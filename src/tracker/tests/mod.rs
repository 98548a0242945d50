//! Unit tests for the tracker context.

use rstest::rstest;

use crate::tracker::domain::{Issue, IssueQuery};

#[rstest]
#[case("", None)]
#[case("   ", None)]
#[case("rpms", Some("rpms"))]
fn blank_namespaces_are_ignored(#[case] namespace: &str, #[case] expected: Option<&str>) {
    let query = IssueQuery::new("epel", "42").with_namespace(namespace);

    assert_eq!(query.namespace(), expected);
}

#[rstest]
fn query_display_includes_namespace() {
    let plain = IssueQuery::new("fesco", "7");
    let namespaced = IssueQuery::new("kernel", "7").with_namespace("rpms");

    assert_eq!(plain.to_string(), "fesco #7");
    assert_eq!(namespaced.to_string(), "rpms/kernel #7");
}

#[rstest]
fn issue_exposes_query_fields() {
    let issue = Issue::new(
        IssueQuery::new("epel", "12"),
        "Add package",
        "https://pagure.io/epel/issue/12",
    );

    assert_eq!(issue.project(), "epel");
    assert_eq!(issue.issue_id(), "12");
    assert_eq!(issue.namespace(), None);
    assert_eq!(issue.title(), "Add package");
    assert_eq!(issue.full_url(), "https://pagure.io/epel/issue/12");
}
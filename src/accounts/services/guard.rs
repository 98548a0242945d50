//! Connectivity guard and error conversion shared by directory services.

use tracing::warn;

use crate::accounts::ports::DirectoryError;
use crate::lookup::{LookupError, LookupResult, Upstream, UpstreamFailure};

/// Returns the directory handle, or the startup-failure error when the client
/// never came up. Every directory-backed entry point calls this first.
pub(crate) fn connected<D: ?Sized>(directory: Option<&D>) -> LookupResult<&D> {
    directory.ok_or_else(|| {
        LookupError::upstream(Upstream::Directory, UpstreamFailure::NotConnectedAtStartup)
    })
}

/// Converts a directory client error into a user-facing lookup error.
///
/// `not_found` supplies the error for a missing record, since only the caller
/// knows what was being looked up.
pub(crate) fn into_lookup_error(
    error: DirectoryError,
    not_found: impl FnOnce() -> LookupError,
) -> LookupError {
    let failure = match error {
        DirectoryError::NotFound => return not_found(),
        DirectoryError::Setup(detail) => UpstreamFailure::Connection(detail),
        DirectoryError::Api { status, message } => UpstreamFailure::Status {
            status,
            reason: message,
        },
        DirectoryError::Transport(detail) => UpstreamFailure::Transport(detail),
    };
    warn!(?failure, "directory call failed");
    LookupError::upstream(Upstream::Directory, failure)
}
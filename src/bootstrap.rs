//! Wires configured clients into a command router.

use std::sync::Arc;

use mockable::DefaultClock;
use thiserror::Error;
use tracing::{error, info};

use crate::accounts::adapters::FasjsonClient;
use crate::command::{CommandRouter, RouterParts};
use crate::config::BotSettings;
use crate::http::HttpSetupError;
use crate::packages::adapters::DistGitClient;
use crate::tracker::adapters::PagureClient;

/// Router over the production adapters.
pub type FedoraRouter = CommandRouter<FasjsonClient, PagureClient, DistGitClient, DefaultClock>;

/// A client that must be available at startup could not be built.
#[derive(Debug, Error)]
pub enum BootstrapError {
    /// The Pagure client could not be built.
    #[error("issue tracker client setup failed: {0}")]
    Tracker(#[source] HttpSetupError),

    /// The package registry client could not be built.
    #[error("package registry client setup failed: {0}")]
    Packages(#[source] HttpSetupError),
}

/// Builds the FASJSON client, logging and discarding a setup failure.
///
/// `None` makes every identity and group command answer with the
/// startup-failure message.
#[must_use]
pub fn connect_directory(settings: &BotSettings) -> Option<FasjsonClient> {
    match FasjsonClient::connect(settings.fasjson_url(), settings.http_timeout()) {
        Ok(client) => {
            info!(url = settings.fasjson_url(), "FASJSON client ready");
            Some(client)
        }
        Err(setup_error) => {
            error!(
                url = settings.fasjson_url(),
                error = %setup_error,
                "FASJSON client setup failed"
            );
            None
        }
    }
}

/// Builds the production router.
///
/// # Errors
///
/// Returns [`BootstrapError`] when the tracker or package registry client
/// cannot be built. A directory failure is not fatal.
pub fn build_router(settings: &BotSettings) -> Result<FedoraRouter, BootstrapError> {
    let tracker = PagureClient::new(settings.pagure_url(), settings.http_timeout())
        .map_err(BootstrapError::Tracker)?;
    let packages = DistGitClient::new(settings.packages_url(), settings.http_timeout())
        .map_err(BootstrapError::Packages)?;

    Ok(CommandRouter::new(RouterParts {
        directory: connect_directory(settings).map(Arc::new),
        tracker: Arc::new(tracker),
        packages: Arc::new(packages),
        clock: Arc::new(DefaultClock),
        accounts_baseurl: settings.accounts_baseurl(),
        home_server: settings.home_server().to_owned(),
    }))
}
//! Chat command handling.
//!
//! A [`router::CommandRouter`] parses `!command` messages against a static
//! [`registry::CommandRegistry`], runs the matching lookup and renders the
//! result with [`reply`].

pub mod domain;
pub mod registry;
pub mod reply;
pub mod router;

pub use registry::CommandRegistry;
pub use router::{CommandRouter, RouterParts};

#[cfg(test)]
mod tests;
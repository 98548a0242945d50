//! Bot configuration loaded via OrthoConfig.
//!
//! Values layer as defaults, configuration file, `FEDORA_BOT_*` environment
//! variables and command-line flags, later sources winning.

use std::ffi::OsString;
use std::time::Duration;

use ortho_config::OrthoConfig;
use serde::Deserialize;
use thiserror::Error;

use crate::accounts::services::DEFAULT_HOME_SERVER;

const DEFAULT_FASJSON_URL: &str = "https://fasjson.fedoraproject.org/";
const DEFAULT_ACCOUNTS_BASEURL: &str = "https://accounts.fedoraproject.org/";
const DEFAULT_PAGURE_URL: &str = "https://pagure.io/api/0/";
const DEFAULT_PACKAGES_URL: &str = "https://src.fedoraproject.org/api/0/";
const DEFAULT_HTTP_TIMEOUT_SECS: u64 = 30;
const DEFAULT_CONSOLE_SENDER: &str = "@console:fedora.im";

/// Configuration failed to load.
#[derive(Debug, Error)]
#[error("failed to load bot configuration: {0}")]
pub struct ConfigError(String);

/// Settings for the bot and its upstream clients.
#[derive(Debug, Clone, Default, Deserialize, OrthoConfig)]
#[ortho_config(prefix = "FEDORA_BOT")]
pub struct BotSettings {
    /// FASJSON base URL.
    pub fasjson_url: Option<String>,
    /// Fedora Accounts base URL used for profile links.
    pub accounts_baseurl: Option<String>,
    /// Pagure API base URL.
    pub pagure_url: Option<String>,
    /// Package source registry API base URL.
    pub packages_url: Option<String>,
    /// Home server whose localparts are Fedora Accounts usernames.
    pub home_server: Option<String>,
    /// Per-request deadline for outbound HTTP calls, in seconds.
    pub http_timeout_secs: Option<u64>,
    /// Sender identity used by the console harness.
    pub console_sender: Option<String>,
}

impl BotSettings {
    /// Loads settings from the given command-line arguments and the
    /// environment.
    ///
    /// # Errors
    ///
    /// Returns [`ConfigError`] when a source cannot be read or a value does
    /// not parse.
    pub fn from_args<I>(args: I) -> Result<Self, ConfigError>
    where
        I: IntoIterator<Item = OsString>,
    {
        Self::load_from_iter(args).map_err(|error| ConfigError(error.to_string()))
    }

    /// Returns the FASJSON base URL.
    #[must_use]
    pub fn fasjson_url(&self) -> &str {
        self.fasjson_url.as_deref().unwrap_or(DEFAULT_FASJSON_URL)
    }

    /// Returns the Fedora Accounts base URL, always ending in `/`.
    #[must_use]
    pub fn accounts_baseurl(&self) -> String {
        let base = self
            .accounts_baseurl
            .as_deref()
            .unwrap_or(DEFAULT_ACCOUNTS_BASEURL);
        if base.ends_with('/') {
            base.to_owned()
        } else {
            format!("{base}/")
        }
    }

    /// Returns the Pagure API base URL.
    #[must_use]
    pub fn pagure_url(&self) -> &str {
        self.pagure_url.as_deref().unwrap_or(DEFAULT_PAGURE_URL)
    }

    /// Returns the package registry API base URL.
    #[must_use]
    pub fn packages_url(&self) -> &str {
        self.packages_url.as_deref().unwrap_or(DEFAULT_PACKAGES_URL)
    }

    /// Returns the home server used for the username fast path.
    #[must_use]
    pub fn home_server(&self) -> &str {
        self.home_server.as_deref().unwrap_or(DEFAULT_HOME_SERVER)
    }

    /// Returns the outbound HTTP deadline.
    #[must_use]
    pub fn http_timeout(&self) -> Duration {
        Duration::from_secs(self.http_timeout_secs.unwrap_or(DEFAULT_HTTP_TIMEOUT_SECS))
    }

    /// Returns the console harness sender identity.
    #[must_use]
    pub fn console_sender(&self) -> &str {
        self.console_sender
            .as_deref()
            .unwrap_or(DEFAULT_CONSOLE_SENDER)
    }
}

#[cfg(test)]
mod tests {
    //! Unit tests for configuration loading.

    use super::*;

    use env_lock::lock_env;
    use rstest::rstest;

    const VARIABLES: [&str; 7] = [
        "FEDORA_BOT_FASJSON_URL",
        "FEDORA_BOT_ACCOUNTS_BASEURL",
        "FEDORA_BOT_PAGURE_URL",
        "FEDORA_BOT_PACKAGES_URL",
        "FEDORA_BOT_HOME_SERVER",
        "FEDORA_BOT_HTTP_TIMEOUT_SECS",
        "FEDORA_BOT_CONSOLE_SENDER",
    ];

    fn load_from_empty_args() -> BotSettings {
        BotSettings::from_args([OsString::from("fedora-bot")]).expect("config should load")
    }

    #[rstest]
    fn default_values_are_used_when_missing() {
        let _guard = lock_env(VARIABLES.map(|name| (name, None::<String>)));

        let settings = load_from_empty_args();

        assert_eq!(settings.fasjson_url(), DEFAULT_FASJSON_URL);
        assert_eq!(settings.accounts_baseurl(), DEFAULT_ACCOUNTS_BASEURL);
        assert_eq!(settings.pagure_url(), DEFAULT_PAGURE_URL);
        assert_eq!(settings.packages_url(), DEFAULT_PACKAGES_URL);
        assert_eq!(settings.home_server(), "fedora.im");
        assert_eq!(settings.http_timeout(), Duration::from_secs(30));
        assert_eq!(settings.console_sender(), DEFAULT_CONSOLE_SENDER);
    }

    #[rstest]
    fn environment_overrides_are_respected() {
        let _guard = lock_env([
            ("FEDORA_BOT_FASJSON_URL", Some("https://fasjson.stg.example/".to_owned())),
            ("FEDORA_BOT_ACCOUNTS_BASEURL", Some("https://accounts.stg.example".to_owned())),
            ("FEDORA_BOT_PAGURE_URL", None),
            ("FEDORA_BOT_PACKAGES_URL", None),
            ("FEDORA_BOT_HOME_SERVER", Some("stg.fedora.im".to_owned())),
            ("FEDORA_BOT_HTTP_TIMEOUT_SECS", Some("5".to_owned())),
            ("FEDORA_BOT_CONSOLE_SENDER", None),
        ]);

        let settings = load_from_empty_args();

        assert_eq!(settings.fasjson_url(), "https://fasjson.stg.example/");
        assert_eq!(settings.accounts_baseurl(), "https://accounts.stg.example/");
        assert_eq!(settings.pagure_url(), DEFAULT_PAGURE_URL);
        assert_eq!(settings.home_server(), "stg.fedora.im");
        assert_eq!(settings.http_timeout(), Duration::from_secs(5));
    }
}
//! Issue-tracker lookups.
//!
//! - Domain types in [`domain`]
//! - The tracker port in [`ports`]
//! - The Pagure HTTP adapter in [`adapters`]

pub mod adapters;
pub mod domain;
pub mod ports;

#[cfg(test)]
mod tests;
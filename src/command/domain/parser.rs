//! Chat command parser.

use super::{CommandError, definition::is_valid_name};

/// Prefix marking a chat message as a bot command.
pub const COMMAND_PREFIX: char = '!';

/// A parsed `!name arguments...` message.
#[derive(Debug, Clone, PartialEq, Eq)]
pub struct CommandInvocation {
    name: String,
    arguments_text: String,
}

impl CommandInvocation {
    /// Parses `!<name> <rest of line>` input.
    ///
    /// The name is lower-cased; the rest of the line is kept unparsed so the
    /// command definition can bind it.
    ///
    /// # Errors
    ///
    /// Returns [`CommandError`] when the input is empty, lacks the prefix or
    /// carries a malformed name.
    pub fn parse(raw_input: &str) -> Result<Self, CommandError> {
        let trimmed = raw_input.trim();
        if trimmed.is_empty() {
            return Err(CommandError::EmptyInput);
        }

        let body = trimmed
            .strip_prefix(COMMAND_PREFIX)
            .ok_or(CommandError::MissingPrefix)?;
        let (name, rest) = body
            .split_once(char::is_whitespace)
            .unwrap_or((body, ""));
        if !is_valid_name(name) {
            return Err(CommandError::InvalidCommandName(name.to_owned()));
        }

        Ok(Self {
            name: name.to_ascii_lowercase(),
            arguments_text: rest.trim().to_owned(),
        })
    }

    /// Returns the command name without the prefix.
    #[must_use]
    pub fn name(&self) -> &str {
        &self.name
    }

    /// Returns the text following the command name.
    #[must_use]
    pub fn arguments_text(&self) -> &str {
        &self.arguments_text
    }
}
//! Reply rendering.
//!
//! Every successful command result becomes a single Markdown string. Lines
//! are separated by [`LINE_BREAK`] so chat clients keep the hard breaks.

use chrono::{DateTime, SecondsFormat, Utc};
use chrono_tz::Tz;

use crate::accounts::domain::{DirectoryUser, GroupRole};
use crate::command::{domain::CommandDefinition, registry::CommandRegistry};
use crate::lookup::LINE_BREAK;
use crate::packages::domain::PackageAccess;
use crate::tracker::domain::Issue;

/// Largest member list that is enumerated in full.
pub const MEMBER_LIST_LIMIT: usize = 200;

const ABSENT: &str = "None";

/// Renders replies that link to Fedora Accounts profiles.
#[derive(Debug, Clone)]
pub struct ReplyFormatter {
    accounts_baseurl: String,
}

impl ReplyFormatter {
    /// Creates a formatter linking profiles under `accounts_baseurl`.
    #[must_use]
    pub fn new(accounts_baseurl: impl Into<String>) -> Self {
        Self {
            accounts_baseurl: accounts_baseurl.into(),
        }
    }

    /// Returns a Markdown link to `username`'s profile.
    #[must_use]
    pub fn user_link(&self, username: &str) -> String {
        format!("[{username}]({}user/{username})", self.accounts_baseurl)
    }

    /// Renders a group roster.
    ///
    /// Member lists longer than [`MEMBER_LIST_LIMIT`] are summarised by
    /// count. Sponsor lists are always enumerated.
    #[must_use]
    pub fn roster(&self, group: &str, role: GroupRole, users: &[DirectoryUser]) -> String {
        if role == GroupRole::Members && users.len() > MEMBER_LIST_LIMIT {
            return format!(
                "{group} has {count} members, too many to list here",
                count = users.len()
            );
        }
        let links: Vec<_> = users
            .iter()
            .map(|user| self.user_link(user.username()))
            .collect();
        format!("{} of {group}: {}", role.heading(), links.join(", "))
    }
}

/// `Human Name (username) - pronoun or pronoun`.
#[must_use]
pub fn hello(user: &DirectoryUser) -> String {
    let mut reply = user.human_name().map_or_else(
        || user.username().to_owned(),
        |name| format!("{name} ({})", user.username()),
    );
    if !user.pronouns().is_empty() {
        reply.push_str(" - ");
        reply.push_str(&user.pronouns().join(" or "));
    }
    reply
}

/// Multi-line account summary; absent values print `None`.
#[must_use]
pub fn user_details(user: &DirectoryUser) -> String {
    let creation = user
        .creation()
        .map(|created| created.to_rfc3339_opts(SecondsFormat::Secs, true));
    let lines = [
        format!("User: {}", user.username()),
        format!("Name: {}", user.human_name().unwrap_or(ABSENT)),
        format!("Pronouns: {}", joined_or_absent(user.pronouns(), " or ")),
        format!("Creation: {}", creation.as_deref().unwrap_or(ABSENT)),
        format!("Timezone: {}", user.timezone().unwrap_or(ABSENT)),
        format!("Locale: {}", user.locale().unwrap_or(ABSENT)),
        format!("GPG Key IDs: {}", joined_or_absent(user.gpg_key_ids(), " and ")),
    ];
    lines.join(LINE_BREAK)
}

/// The user's wall-clock time at `now`, or why it cannot be shown.
#[must_use]
pub fn local_time(user: &DirectoryUser, now: DateTime<Utc>) -> String {
    let username = user.username();
    let Some(timezone) = user.timezone() else {
        return format!("User \"{username}\" doesn't share their timezone");
    };
    match timezone.parse::<Tz>() {
        Ok(zone) => format!(
            "The current local time of \"{username}\" is: \"{}\" (timezone: {timezone})",
            now.with_timezone(&zone).format("%H:%M")
        ),
        Err(_) => format!("The timezone of \"{username}\" was unknown: \"{timezone}\""),
    }
}

/// Owner, admin and committer lines for a package.
#[must_use]
pub fn package_access(access: &PackageAccess) -> String {
    if access.is_unassigned() {
        return format!("No users have access to package {}.", access.package());
    }
    [
        ("owner", access.owners()),
        ("admin", access.admins()),
        ("commit", access.committers()),
    ]
    .into_iter()
    .filter(|(_, users)| !users.is_empty())
    .map(|(level, users)| format!("__{level}:__ {}", users.join(", ")))
    .collect::<Vec<_>>()
    .join(LINE_BREAK)
}

/// `[project #id](url): title`.
#[must_use]
pub fn issue_summary(issue: &Issue) -> String {
    format!(
        "[{} #{}]({}): {}",
        issue.project(),
        issue.issue_id(),
        issue.full_url(),
        issue.title()
    )
}

/// The bot's name and version.
#[must_use]
pub fn version() -> String {
    format!("fedora-bot version {}", env!("CARGO_PKG_VERSION"))
}

/// One line per registered command, sorted by name.
#[must_use]
pub fn command_listing(registry: &CommandRegistry) -> String {
    registry
        .list()
        .iter()
        .map(|definition| format!("`{}`:: {}", definition.usage(), definition.help))
        .collect::<Vec<_>>()
        .join(LINE_BREAK)
}

/// Full help for one command, including its aliases.
#[must_use]
pub fn command_help(definition: &CommandDefinition) -> String {
    let mut lines = vec![format!(
        "**Usage:** `{}` - {}",
        definition.usage(),
        definition.help
    )];
    lines.extend(definition.description.lines().map(str::to_owned));
    if !definition.aliases.is_empty() {
        lines.push(String::new());
        lines.push("#### Aliases ####".to_owned());
        lines.extend(definition.aliases.iter().map(|alias| format!("* `{alias}`")));
    }
    lines.join(LINE_BREAK)
}

/// Reply for help on an unregistered name.
#[must_use]
pub fn unknown_help_topic(name: &str) -> String {
    format!("`{name}` is not a valid command")
}

fn joined_or_absent(values: &[String], separator: &str) -> String {
    if values.is_empty() {
        ABSENT.to_owned()
    } else {
        values.join(separator)
    }
}
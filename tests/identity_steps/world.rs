//! Shared world state for identity resolution scenarios.

use std::sync::Arc;

use fedora_bot::accounts::{
    adapters::InMemoryDirectory,
    domain::{DirectoryUser, LookupRequest},
    services::{DEFAULT_HOME_SERVER, IdentityResolver},
};
use fedora_bot::lookup::LookupResult;
use rstest::fixture;

/// Sender used when a scenario does not name one.
pub const SENDER: &str = "@tester:fedora.im";

/// Scenario world for identity resolution behaviour tests.
#[derive(Default)]
pub struct IdentityWorld {
    pub directory: InMemoryDirectory,
    pub directory_failed: bool,
    pub last_result: Option<LookupResult<DirectoryUser>>,
}

impl IdentityWorld {
    /// Resolves `request` against the scenario directory.
    pub fn resolve(&mut self, request: &LookupRequest) {
        let directory = (!self.directory_failed).then(|| Arc::new(self.directory.clone()));
        let resolver = IdentityResolver::new(directory, DEFAULT_HOME_SERVER);
        self.last_result = Some(run_async(resolver.resolve(request)));
    }
}

/// Fixture that creates a new scenario world.
#[fixture]
pub fn world() -> IdentityWorld {
    IdentityWorld::default()
}

/// Runs an async operation within sync step definitions.
pub fn run_async<T>(future: impl std::future::Future<Output = T>) -> T {
    tokio::task::block_in_place(|| tokio::runtime::Handle::current().block_on(future))
}
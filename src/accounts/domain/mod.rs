//! Domain model for Fedora Accounts lookups.
//!
//! Holds directory records, chat identity parsing and the shape of an
//! identity lookup request. Nothing here performs I/O.

mod chat_identity;
mod request;
mod user;

pub use chat_identity::{CHAT_IDENTITY_SHAPE, ChatIdentity, extract_mentions};
pub use request::LookupRequest;
pub use user::{DirectoryUser, GroupRole};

....

EXERCISE OBJECTIVE.
Scan the data above for the string "always". Copy every line in which it appears.

RESPONSE.
    /// Returns the Fedora Accounts base URL, always ending in `/`.
    /// count. Sponsor lists are always enumerated.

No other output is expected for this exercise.